Un transeúnte le dijo, apiadado de su confusión, que debía dirigirse a mí, al poeta Pablo Neruda. No sé por qué le sugirieron esta idea. Probablemente porque en Chile se tiene por manía encargarme cuanta cosa peregrina le pasa por la cabeza a la gente, y a la vez echarme la culpa de todo cuanto ocurre. Son extrañas costumbres nacionales.
Lo cierto es que el muchacho llegó a mi casa un día y se encontró con el animal cautivo. Hecho ya cargo de aquel cordero innecesario, un paso más y hacerme cargo de este pastor no fue difícil. Le asigné la tarea de cuidar que el cordero gourmet no devorara exclusivamente mis flores, sino que también, de cuando en cuando, saciara su apetito con el pasto de mi jardín.
Se comprendieron al punto. En los primeros días él le puso por formalidad una cuerdecita al cuello, como una cinta, y con ella lo conducía de un sitio a otro. El cordero comía incesantemente, y el pastor individualista también, y ambos transitaban por toda la casa, inclusive por dentro de mis habitaciones. Era una compenetración perfecta, alcanzada por el hilo umbilical de la madre tierra, por el auténtico mandato del hombre. Así pasaron muchos meses. Tanto el pastor como el cordero redondearon sus formas carnales, especialmente el rumiante que apenas podía seguir a su zagal de gordo que se puso. A veces entraba parsimoniosamente a mi habitación, me miraba con indiferencia, y salía dejándome un pequeño rosario de cuentas oscuras en el piso.

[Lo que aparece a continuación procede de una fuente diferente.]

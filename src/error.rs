//! Error types for dalio

use thiserror::Error;

/// Broad class an error belongs to.
///
/// Configuration errors are raised while wiring stages, validation errors
/// while resolving a source, computation errors from inside a transform.
#[derive(Debug, Clone, Copy, PartialEq, Eq)]
pub enum ErrorKind {
    Configuration,
    Validation,
    Computation,
}

/// Main error type for dalio
#[derive(Error, Debug)]
pub enum PipeError {
    #[error("Unbound source '{source_name}' on {stage}")]
    UnboundSource { stage: String, source_name: String },

    #[error("Unknown source '{source_name}' on {stage}, select one of {available:?}")]
    UnknownSource {
        stage: String,
        source_name: String,
        available: Vec<String>,
    },

    #[error("Unknown output '{output}' on {stage}, select one of {available:?}")]
    UnknownOutput {
        stage: String,
        output: String,
        available: Vec<String>,
    },

    #[error("Output '{output}' of {stage} has not been produced yet")]
    OutputUnset { stage: String, output: String },

    #[error("Output '{output}' of {stage} is not a figure")]
    NotAFigure { stage: String, output: String },

    #[error("Invalid piece key {key}, select one of {valid:?}")]
    UnknownPieceKey { key: String, valid: Vec<String> },

    #[error("Invalid piece name '{name}' for key {key}: expected one of {expected:?}")]
    InvalidPieceName {
        key: String,
        name: String,
        expected: Vec<&'static str>,
    },

    #[error("Unknown node {0}")]
    UnknownNode(usize),

    #[error("Binding {stage}.{source_name} would create a cycle through node {node}")]
    CycleDetected {
        stage: String,
        source_name: String,
        node: usize,
    },

    #[error("Cycle detected while pulling {stage} (node {node})")]
    CyclicPull { stage: String, node: usize },

    #[error("Configuration error: {0}")]
    ConfigError(String),

    #[error("Validation failed on {stage}.{source_name}: expected {expected}, observed {observed}")]
    Validation {
        stage: String,
        source_name: String,
        expected: String,
        observed: String,
    },

    #[error("Computation error in {stage}: {message}")]
    Computation { stage: String, message: String },

    #[error("Polars error: {0}")]
    PolarsError(#[from] polars::prelude::PolarsError),

    #[error("IO error: {0}")]
    IoError(#[from] std::io::Error),

    #[error("Serialization error: {0}")]
    SerdeError(#[from] serde_json::Error),

    #[error("Config parse error: {0}")]
    TomlError(#[from] toml::de::Error),
}

impl PipeError {
    /// Classify this error.
    pub fn kind(&self) -> ErrorKind {
        match self {
            PipeError::Validation { .. } => ErrorKind::Validation,
            PipeError::Computation { .. }
            | PipeError::PolarsError(_)
            | PipeError::IoError(_)
            | PipeError::SerdeError(_) => ErrorKind::Computation,
            _ => ErrorKind::Configuration,
        }
    }

    pub fn is_validation(&self) -> bool {
        self.kind() == ErrorKind::Validation
    }

    pub fn is_configuration(&self) -> bool {
        self.kind() == ErrorKind::Configuration
    }

    pub(crate) fn computation(stage: impl Into<String>, message: impl Into<String>) -> Self {
        PipeError::Computation {
            stage: stage.into(),
            message: message.into(),
        }
    }
}

/// Result type alias for dalio operations
pub type Result<T> = std::result::Result<T, PipeError>;
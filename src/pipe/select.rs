//! Pipes selecting a subset of a table's rows or columns
//!
//! Column names are single-level; each pipe resolves its own columns.

use crate::descriptor::{HasColumns, IsTabular, IsTimeIndexed};
use crate::error::{PipeError, Result};
use crate::options::RunOptions;
use crate::pipe::Pipe;
use crate::source::{Source, DATA_IN};
use crate::types::{temporal_millis, Scalar, Value, DEFAULT_TIME_COLUMN};
use chrono::{Duration, NaiveDate, NaiveDateTime, TimeZone, Utc};
use hashbrown::HashMap;
use polars::prelude::*;
use std::fmt;
use std::sync::Arc;

fn collect_names<I, S>(columns: I) -> Vec<String>
where
    I: IntoIterator<Item = S>,
    S: Into<String>,
{
    columns.into_iter().map(Into::into).collect()
}

fn select_columns(df: &DataFrame, columns: &[String]) -> PolarsResult<DataFrame> {
    df.select(columns.iter().map(|c| c.as_str()))
}

/// Columns to inspect: the configured ones, or every column
fn checked_columns(df: &DataFrame, columns: &Option<Vec<String>>) -> Vec<String> {
    match columns {
        Some(cols) => cols.clone(),
        None => df
            .get_column_names()
            .into_iter()
            .map(|c| c.to_string())
            .collect(),
    }
}

/// Per row, whether the cell holds one of `values`.
///
/// Nulls never match, and neither does any cell of a column no scalar can
/// hold (dates, categoricals, lists).
fn membership(series: &Series, values: &[Scalar]) -> PolarsResult<Vec<bool>> {
    let mask = match series.dtype() {
        DataType::String => series
            .str()?
            .into_iter()
            .map(|v| v.map_or(false, |v| values.iter().any(|s| s.matches_str(v))))
            .collect(),
        DataType::Boolean => series
            .bool()?
            .into_iter()
            .map(|v| v.map_or(false, |v| values.iter().any(|s| s.matches_bool(v))))
            .collect(),
        dt if dt.is_numeric() => {
            let floats = series.cast(&DataType::Float64)?;
            floats
                .f64()?
                .into_iter()
                .map(|v| v.map_or(false, |v| values.iter().any(|s| s.matches_f64(v))))
                .collect()
        }
        _ => vec![false; series.len()],
    };
    Ok(mask)
}

fn filter_rows(df: &DataFrame, keep: &[bool]) -> PolarsResult<DataFrame> {
    df.filter(&BooleanChunked::from_slice("keep", keep))
}

/// Keep only the given columns, in the given order
#[derive(Debug, Clone)]
pub struct ColSelect {
    source: Source,
    columns: Vec<String>,
}

impl ColSelect {
    pub fn new<I, S>(columns: I) -> Self
    where
        I: IntoIterator<Item = S>,
        S: Into<String>,
    {
        let columns = collect_names(columns);
        Self {
            source: Source::new(DATA_IN)
                .with_desc(IsTabular)
                .with_desc(HasColumns::new(columns.clone())),
            columns,
        }
    }
}

impl Pipe for ColSelect {
    crate::pipe_plumbing!("ColSelect");

    fn transform(&self, data: Value, _opts: &RunOptions) -> Result<Value> {
        let df = data.into_frame(self.name())?;
        Ok(Value::Frame(select_columns(&df, &self.columns)?))
    }
}

/// Drop columns by name
#[derive(Debug, Clone)]
pub struct ColDrop {
    source: Source,
    columns: Vec<String>,
}

impl ColDrop {
    pub fn new<I, S>(columns: I) -> Self
    where
        I: IntoIterator<Item = S>,
        S: Into<String>,
    {
        let columns = collect_names(columns);
        Self {
            source: Source::new(DATA_IN)
                .with_desc(IsTabular)
                .with_desc(HasColumns::new(columns.clone())),
            columns,
        }
    }
}
impl Application for LMGrapher {
    crate::app_plumbing!("LMGrapher");

    fn run(&mut self, ctx: &mut RunContext<'_>, opts: &RunOptions) -> Result<()> {
        let data = ctx.source_from(&self.sources, DATA_IN, opts)?;
        let model = ctx.source_from(&self.sources, LINEAR_MODEL, opts)?;
        if data.is_empty() || model.is_empty() {
            return Ok(());
        }

        let label = ctx.label();
        let df = data.into_frame(label)?;
        let lm = model.into_model(label)?;
        let (x, y) = split_xy(&df, self.x.as_deref(), self.y.as_deref())?;

        // fitted lines are evaluated at x, or at 1..=n without one
        let linspace: Vec<f64> = match &x {
            Some(x) => float_values(x)?
                .into_iter()
                .map(|v| v.unwrap_or(f64::NAN))
                .collect(),
            None => (1..=df.height()).map(|i| i as f64).collect(),
        };
        let x = x.unwrap_or_else(|| position_series(df.height(), 0));

        let coef = lm.attribute("coef_").unwrap_or(&[]);
        let intercept = lm.attribute("intercept_").unwrap_or(&[]);
        if coef.len() < y.width() {
            return Err(Self::too_few(label, "coefficients", y.width(), coef.len()));
        }
        if intercept.len() != 1 && intercept.len() < y.width() {
            return Err(Self::too_few(label, "intercepts", y.width(), intercept.len()));
        }

        let graph_opts = opts.graph_opts();
        let scatter_opts = merge_opts(&graph_opts, &kwargs(json!({"s": 1.5})));

        for (i, series) in y.get_columns().iter().enumerate() {
            let b = if intercept.len() == 1 { intercept[0] } else { intercept[i] };
            let fitted: Vec<f64> = linspace.iter().map(|v| v * coef[i] + b).collect();

            let points = PlotCall::new(DataFrame::new(vec![series.clone()])?)
                .with_x(x.clone())
                .with_kind(PlotKind::Scatter)
                .with_style(scatter_opts.clone());
            plot(&mut self.outputs, label, points)?;

            let line = PlotCall::new(DataFrame::new(vec![Series::new(series.name(), fitted)])?)
                .with_x(x.clone())
                .with_kind(PlotKind::Line)
                .with_style(graph_opts.clone());
            plot(&mut self.outputs, label, line)?;
        }

        if let Some(loc) = &self.legend {
            legend(&mut self.outputs, label, column_names(&y), loc)?;
        }
        Ok(())
    }
}
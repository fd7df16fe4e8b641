//! Builders - deferred selection of an algorithm and its arguments
//!
//! Graph-like applications are configured long before any data flows
//! through them. A builder keeps, per declared key, which algorithm to run
//! and with which arguments (a "piece"), and hands that selection to the
//! consumer once data arrives. The builder never runs the algorithm itself.

use crate::error::{PipeError, Result};
use crate::options::Kwargs;
use crate::types::Value;
use serde_json::Value as JsonValue;
use std::collections::BTreeMap;
use std::fmt;

/// Closed family of algorithms a builder selects from
pub trait Algorithm: Copy + fmt::Debug + PartialEq + Send + Sync + 'static {
    /// Every valid name, for error messages
    fn names() -> Vec<&'static str>;

    fn from_name(name: &str) -> Option<Self>;

    fn name(&self) -> &'static str;

    /// Reject keyword arguments this algorithm cannot take
    fn check_kwargs(&self, _kwargs: &Kwargs) -> Result<()> {
        Ok(())
    }
}

/// Algorithm selection plus its positional and keyword arguments
#[derive(Debug, Clone, PartialEq)]
pub struct Piece<A> {
    name: Option<A>,
    args: Vec<JsonValue>,
    kwargs: Kwargs,
}

impl<A: Algorithm> Piece<A> {
    pub fn new(name: A, args: Vec<JsonValue>, kwargs: Kwargs) -> Self {
        Self {
            name: Some(name),
            args,
            kwargs,
        }
    }

    /// Selected algorithm, `None` while unset
    pub fn name(&self) -> Option<A> {
        self.name
    }

    pub fn args(&self) -> &[JsonValue] {
        &self.args
    }

    pub fn kwargs(&self) -> &Kwargs {
        &self.kwargs
    }

    pub fn is_set(&self) -> bool {
        self.name.is_some()
    }
}

impl<A> Default for Piece<A> {
    fn default() -> Self {
        Self {
            name: None,
            args: Vec::new(),
            kwargs: Kwargs::new(),
        }
    }
}

/// Pieces keyed by the keys declared at construction.
///
/// Keys are never added or removed after `init_pieces`.
#[derive(Debug, Clone, PartialEq)]
pub struct PieceRegistry<K: Ord, A> {
    pieces: BTreeMap<K, Piece<A>>,
}

impl<K, A> PieceRegistry<K, A>
where
    K: Clone + Ord + fmt::Debug,
    A: Algorithm,
{
    /// Declare every key with the default (unset) piece
    pub fn init_pieces<I: IntoIterator<Item = K>>(keys: I) -> Self {
        Self {
            pieces: keys.into_iter().map(|k| (k, Piece::default())).collect(),
        }
    }

    pub fn contains(&self, key: &K) -> bool {
        self.pieces.contains_key(key)
    }

    pub fn keys(&self) -> impl Iterator<Item = &K> {
        self.pieces.keys()
    }

    pub fn len(&self) -> usize {
        self.pieces.len()
    }

    pub fn is_empty(&self) -> bool {
        self.pieces.is_empty()
    }

    pub fn get(&self, key: &K) -> Result<&Piece<A>> {
        self.pieces.get(key).ok_or_else(|| self.unknown_key(key))
    }

    pub fn check_key(&self, key: &K) -> Result<()> {
        if self.contains(key) {
            Ok(())
        } else {
            Err(self.unknown_key(key))
        }
    }

    fn insert(&mut self, key: K, piece: Piece<A>) -> Result<()> {
        match self.pieces.get_mut(&key) {
            Some(slot) => {
                *slot = piece;
                Ok(())
            }
            None => Err(self.unknown_key(&key)),
        }
    }

    fn unknown_key(&self, key: &K) -> PipeError {
        PipeError::UnknownPieceKey {
            key: format!("{:?}", key),
            valid: self.pieces.keys().map(|k| format!("{:?}", k)).collect(),
        }
    }
}

/// What `build_model` hands to the consumer
#[derive(Debug, Clone, PartialEq)]
pub struct Built<A> {
    pub data: Value,
    pub algorithm: Option<A>,
    pub kwargs: Kwargs,
}

/// Mixin for stages that defer algorithm selection to run time
pub trait Builder {
    type Key: Clone + Ord + fmt::Debug;
    type Algorithm: Algorithm;

    fn pieces(&self) -> &PieceRegistry<Self::Key, Self::Algorithm>;

    fn pieces_mut(&mut self) -> &mut PieceRegistry<Self::Key, Self::Algorithm>;

    /// Validate a key and name pair before it is stored.
    ///
    /// Implementors narrowing the accepted names per key override this.
    fn check_name(&self, key: &Self::Key, name: &str) -> Result<Self::Algorithm> {
        self.pieces().check_key(key)?;

        if name.is_empty() {
            return Err(PipeError::InvalidPieceName {
                key: format!("{:?}", key),
                name: name.to_string(),
                expected: Self::Algorithm::names(),
            });
        }

        Self::Algorithm::from_name(name).ok_or_else(|| PipeError::InvalidPieceName {
            key: format!("{:?}", key),
            name: name.to_string(),
            expected: Self::Algorithm::names(),
        })
    }

    /// Select the algorithm and arguments used for `key`
    fn set_piece(
        &mut self,
        key: Self::Key,
        name: &str,
        args: Vec<JsonValue>,
        kwargs: Kwargs,
    ) -> Result<&mut Self>
    where
        Self: Sized,
    {
        let algorithm = self.check_name(&key, name)?;
        algorithm.check_kwargs(&kwargs)?;
        self.pieces_mut()
            .insert(key, Piece::new(algorithm, args, kwargs))?;
        Ok(self)
    }

    /// Pair `data` with the selection stored under `key`
    fn build_model(&self, data: Value, key: &Self::Key) -> Result<Built<Self::Algorithm>> {
        let piece = self.pieces().get(key)?;
        Ok(Built {
            data,
            algorithm: piece.name(),
            kwargs: piece.kwargs().clone(),
        })
    }
}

Todo concluyó cuando el campesino sintió la nostalgia de su campo y me dijo que se volvía a sus tierras lejanas. Era una determinación de última hora. Tenía que pagar una manda a la Virgen de su pueblo. No se podía llevar el cordero. Se despidieron con ternura. El pastor tomó el tren, esta vez con su pasaje en la mano. Fue patética aquella partida.
En mi jardín no dejó un cordero sino un problema grave, o más bien gordo. ¿Qué hacer con el rumiante? ¿Quién lo cuidaría ahora? Yo tenía excesivas preocupaciones políticas. Mi casa andaba desbarajustada después de las persecuciones que me trajo mi poesía combatiente. El cordero comenzó a balar de nuevo sus partituras quejumbrosas.
Cerré los ojos y le dije a mi hermana que se lo llevara. ¡Ay! Esta vez sí estaba yo seguro de que no se libraría del asador.